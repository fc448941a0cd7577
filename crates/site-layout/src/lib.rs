//! Placement generation and evaluation for site layouts.
//!
//! This crate places building footprints on a site and scores the result by
//! total path length and unused area.
//!
//! # Architecture
//!
//! 1. **Metrics kernel**: center-to-center distance matrix, path totals, area metrics
//! 2. **Initial placement**: single-row packing in descending order of area
//! 3. **Improvement**: moves the largest building's first partner next to it
//!
//! Every step produces a new immutable [`Solution`].
//!
//! # Example
//!
//! ```ignore
//! use site_layout::{generate_initial_solution, improve_solution};
//!
//! let dataset = load_dataset(path)?;
//! let initial = generate_initial_solution(&dataset)?;
//! let improved = improve_solution(&dataset, &initial)?;
//!
//! println!("{} -> {}", initial.total_distance_paths(), improved.total_distance_paths());
//! ```

mod bounds;
mod improve;
mod initial;
pub mod metrics;
mod solution;

pub use bounds::Bounds;
pub use improve::improve_solution;
pub use initial::generate_initial_solution;
pub use metrics::{order_by_area, AreaMetrics, DistanceMatrix};
pub use solution::{Positions, Solution};

pub use glam::DVec2;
==========
About this exercise ->
Report each line in the data above that holds the word "metrics" by copying it.

Response ->
//! 1. **Metrics kernel**: center-to-center distance matrix, path totals, area metrics
pub mod metrics;
pub use metrics::{order_by_area, AreaMetrics, DistanceMatrix};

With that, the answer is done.